- [Problem description]: Where a line in the records below contains the string "AppId", tally it; give only the final number.

#### Data for this exercise ####

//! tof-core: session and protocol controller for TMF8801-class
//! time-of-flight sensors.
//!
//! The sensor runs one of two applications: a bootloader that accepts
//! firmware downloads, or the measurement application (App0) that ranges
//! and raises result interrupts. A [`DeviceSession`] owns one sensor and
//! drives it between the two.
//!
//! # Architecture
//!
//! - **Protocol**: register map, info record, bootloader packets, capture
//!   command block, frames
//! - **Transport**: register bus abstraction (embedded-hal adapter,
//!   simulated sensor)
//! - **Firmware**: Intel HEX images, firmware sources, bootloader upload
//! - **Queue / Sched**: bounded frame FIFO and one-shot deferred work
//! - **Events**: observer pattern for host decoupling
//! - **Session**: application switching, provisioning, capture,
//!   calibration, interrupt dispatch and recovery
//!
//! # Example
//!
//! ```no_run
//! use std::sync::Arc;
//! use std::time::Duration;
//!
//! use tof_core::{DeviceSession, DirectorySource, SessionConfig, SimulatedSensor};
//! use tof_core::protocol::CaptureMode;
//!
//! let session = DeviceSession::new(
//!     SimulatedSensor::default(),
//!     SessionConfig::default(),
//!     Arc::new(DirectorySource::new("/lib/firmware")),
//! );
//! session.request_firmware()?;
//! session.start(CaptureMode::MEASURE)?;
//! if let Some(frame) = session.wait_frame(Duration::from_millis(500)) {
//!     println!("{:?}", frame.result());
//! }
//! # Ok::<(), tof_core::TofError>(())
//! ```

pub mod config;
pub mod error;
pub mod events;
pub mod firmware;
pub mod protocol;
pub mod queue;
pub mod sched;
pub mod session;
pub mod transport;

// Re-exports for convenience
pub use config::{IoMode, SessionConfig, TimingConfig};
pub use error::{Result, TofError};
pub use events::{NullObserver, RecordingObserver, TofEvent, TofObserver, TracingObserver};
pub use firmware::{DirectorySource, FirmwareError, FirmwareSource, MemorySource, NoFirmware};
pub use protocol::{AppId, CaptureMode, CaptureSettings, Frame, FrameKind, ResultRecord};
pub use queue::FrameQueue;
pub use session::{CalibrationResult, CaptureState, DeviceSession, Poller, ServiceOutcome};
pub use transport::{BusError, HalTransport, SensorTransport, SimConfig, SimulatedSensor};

####
#### Data for this exercise ####

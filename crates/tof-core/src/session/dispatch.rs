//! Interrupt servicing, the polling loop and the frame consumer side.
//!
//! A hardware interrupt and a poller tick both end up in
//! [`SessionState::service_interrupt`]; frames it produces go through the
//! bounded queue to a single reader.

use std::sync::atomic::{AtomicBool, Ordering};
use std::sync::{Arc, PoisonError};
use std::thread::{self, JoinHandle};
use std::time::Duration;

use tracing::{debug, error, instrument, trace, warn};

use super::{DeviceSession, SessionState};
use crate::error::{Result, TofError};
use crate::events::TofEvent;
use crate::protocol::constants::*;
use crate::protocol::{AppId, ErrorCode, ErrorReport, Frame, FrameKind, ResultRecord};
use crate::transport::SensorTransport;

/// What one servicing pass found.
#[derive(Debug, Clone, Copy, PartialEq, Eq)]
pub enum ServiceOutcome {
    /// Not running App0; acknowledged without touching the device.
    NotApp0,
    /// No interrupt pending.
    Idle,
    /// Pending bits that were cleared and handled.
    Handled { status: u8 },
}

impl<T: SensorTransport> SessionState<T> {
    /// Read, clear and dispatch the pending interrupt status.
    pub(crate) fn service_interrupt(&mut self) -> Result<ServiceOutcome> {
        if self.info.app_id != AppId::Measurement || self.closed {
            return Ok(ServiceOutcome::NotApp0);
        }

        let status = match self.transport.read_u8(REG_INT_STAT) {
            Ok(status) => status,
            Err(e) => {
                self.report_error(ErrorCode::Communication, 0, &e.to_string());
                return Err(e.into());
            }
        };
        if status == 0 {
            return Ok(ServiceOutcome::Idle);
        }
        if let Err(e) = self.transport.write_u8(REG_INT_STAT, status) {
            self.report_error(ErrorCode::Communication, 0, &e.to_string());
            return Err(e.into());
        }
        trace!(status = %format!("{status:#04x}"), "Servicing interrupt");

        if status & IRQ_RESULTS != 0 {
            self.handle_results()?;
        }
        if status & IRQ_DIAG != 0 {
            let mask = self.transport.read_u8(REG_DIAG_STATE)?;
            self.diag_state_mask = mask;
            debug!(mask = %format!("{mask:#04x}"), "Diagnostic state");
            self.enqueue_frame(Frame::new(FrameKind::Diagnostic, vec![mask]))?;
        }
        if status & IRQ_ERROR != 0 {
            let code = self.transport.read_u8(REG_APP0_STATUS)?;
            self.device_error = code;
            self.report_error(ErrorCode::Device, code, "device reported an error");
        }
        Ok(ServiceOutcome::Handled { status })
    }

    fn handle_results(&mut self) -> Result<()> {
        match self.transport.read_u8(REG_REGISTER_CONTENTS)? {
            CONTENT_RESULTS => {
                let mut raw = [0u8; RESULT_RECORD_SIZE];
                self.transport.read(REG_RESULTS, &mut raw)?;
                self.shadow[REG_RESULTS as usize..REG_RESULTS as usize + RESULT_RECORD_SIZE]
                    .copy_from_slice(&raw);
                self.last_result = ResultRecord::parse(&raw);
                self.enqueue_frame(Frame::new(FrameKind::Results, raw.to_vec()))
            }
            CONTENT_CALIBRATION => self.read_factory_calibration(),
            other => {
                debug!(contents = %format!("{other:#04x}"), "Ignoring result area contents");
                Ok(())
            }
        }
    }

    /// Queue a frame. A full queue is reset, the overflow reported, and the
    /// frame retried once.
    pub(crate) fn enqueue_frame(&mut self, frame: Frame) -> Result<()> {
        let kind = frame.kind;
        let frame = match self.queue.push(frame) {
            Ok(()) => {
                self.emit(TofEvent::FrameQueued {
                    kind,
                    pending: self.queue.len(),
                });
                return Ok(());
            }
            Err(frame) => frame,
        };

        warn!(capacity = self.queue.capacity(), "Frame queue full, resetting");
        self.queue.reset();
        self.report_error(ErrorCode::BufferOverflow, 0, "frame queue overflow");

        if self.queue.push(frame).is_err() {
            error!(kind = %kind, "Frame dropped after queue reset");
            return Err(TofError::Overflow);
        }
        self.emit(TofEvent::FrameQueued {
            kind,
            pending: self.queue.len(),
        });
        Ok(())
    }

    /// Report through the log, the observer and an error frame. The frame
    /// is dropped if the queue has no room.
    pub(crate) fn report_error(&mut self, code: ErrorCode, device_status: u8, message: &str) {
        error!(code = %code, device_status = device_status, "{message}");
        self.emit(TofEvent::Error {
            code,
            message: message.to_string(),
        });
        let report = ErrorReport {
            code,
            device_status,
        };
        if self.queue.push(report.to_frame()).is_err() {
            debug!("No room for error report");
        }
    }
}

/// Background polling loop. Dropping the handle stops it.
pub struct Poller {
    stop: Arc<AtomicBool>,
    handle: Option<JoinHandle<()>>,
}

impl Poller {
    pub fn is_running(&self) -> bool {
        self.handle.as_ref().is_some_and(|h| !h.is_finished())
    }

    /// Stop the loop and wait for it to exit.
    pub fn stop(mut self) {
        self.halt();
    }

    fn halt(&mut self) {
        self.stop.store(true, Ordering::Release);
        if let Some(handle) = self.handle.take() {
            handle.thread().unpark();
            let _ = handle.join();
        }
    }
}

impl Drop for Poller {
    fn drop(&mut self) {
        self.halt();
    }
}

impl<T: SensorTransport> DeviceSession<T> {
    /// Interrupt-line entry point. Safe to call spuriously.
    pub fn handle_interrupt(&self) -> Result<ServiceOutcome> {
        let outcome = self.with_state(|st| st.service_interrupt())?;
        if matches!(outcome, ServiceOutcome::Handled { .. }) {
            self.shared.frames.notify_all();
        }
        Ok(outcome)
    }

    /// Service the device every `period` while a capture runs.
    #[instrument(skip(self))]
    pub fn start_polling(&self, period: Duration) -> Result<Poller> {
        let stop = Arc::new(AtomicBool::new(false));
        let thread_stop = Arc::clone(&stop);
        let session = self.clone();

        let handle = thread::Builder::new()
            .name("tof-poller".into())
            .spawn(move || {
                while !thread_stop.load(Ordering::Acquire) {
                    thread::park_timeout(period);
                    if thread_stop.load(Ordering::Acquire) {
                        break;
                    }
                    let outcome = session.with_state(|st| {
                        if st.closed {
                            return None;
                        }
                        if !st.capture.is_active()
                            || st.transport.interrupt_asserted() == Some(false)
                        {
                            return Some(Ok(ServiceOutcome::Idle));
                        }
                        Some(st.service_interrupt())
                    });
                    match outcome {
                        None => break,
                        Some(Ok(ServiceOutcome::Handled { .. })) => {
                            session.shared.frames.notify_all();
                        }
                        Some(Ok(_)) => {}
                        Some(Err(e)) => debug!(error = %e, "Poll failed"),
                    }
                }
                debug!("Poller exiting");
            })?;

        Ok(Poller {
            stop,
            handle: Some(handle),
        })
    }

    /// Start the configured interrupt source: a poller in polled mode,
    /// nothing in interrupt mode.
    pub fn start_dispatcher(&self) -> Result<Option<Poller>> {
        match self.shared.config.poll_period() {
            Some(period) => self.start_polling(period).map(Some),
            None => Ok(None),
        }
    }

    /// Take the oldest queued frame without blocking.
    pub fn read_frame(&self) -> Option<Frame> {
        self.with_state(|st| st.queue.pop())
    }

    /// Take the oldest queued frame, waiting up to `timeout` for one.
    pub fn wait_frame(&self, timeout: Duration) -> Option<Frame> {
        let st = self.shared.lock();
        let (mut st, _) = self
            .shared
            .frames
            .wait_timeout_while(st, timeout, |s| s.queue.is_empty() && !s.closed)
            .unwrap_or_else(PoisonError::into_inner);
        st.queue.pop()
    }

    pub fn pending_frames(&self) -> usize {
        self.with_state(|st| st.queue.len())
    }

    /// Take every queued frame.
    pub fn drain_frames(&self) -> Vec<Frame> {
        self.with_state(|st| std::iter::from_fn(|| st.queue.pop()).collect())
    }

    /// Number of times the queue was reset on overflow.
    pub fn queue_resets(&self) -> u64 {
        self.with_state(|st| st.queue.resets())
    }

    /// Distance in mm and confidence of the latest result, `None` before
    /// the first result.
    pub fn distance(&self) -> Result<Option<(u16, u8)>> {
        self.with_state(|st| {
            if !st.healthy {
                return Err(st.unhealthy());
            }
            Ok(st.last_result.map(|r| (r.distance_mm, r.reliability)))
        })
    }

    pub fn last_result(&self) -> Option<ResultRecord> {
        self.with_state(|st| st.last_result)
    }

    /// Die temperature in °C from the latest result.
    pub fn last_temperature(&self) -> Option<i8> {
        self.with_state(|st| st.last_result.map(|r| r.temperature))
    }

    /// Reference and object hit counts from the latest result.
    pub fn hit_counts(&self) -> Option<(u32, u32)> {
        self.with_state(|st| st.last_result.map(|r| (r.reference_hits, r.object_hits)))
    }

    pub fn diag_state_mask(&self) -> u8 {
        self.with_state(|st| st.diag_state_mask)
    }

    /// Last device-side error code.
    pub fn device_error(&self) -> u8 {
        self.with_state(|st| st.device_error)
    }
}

####

- [Solution to the problem]: 3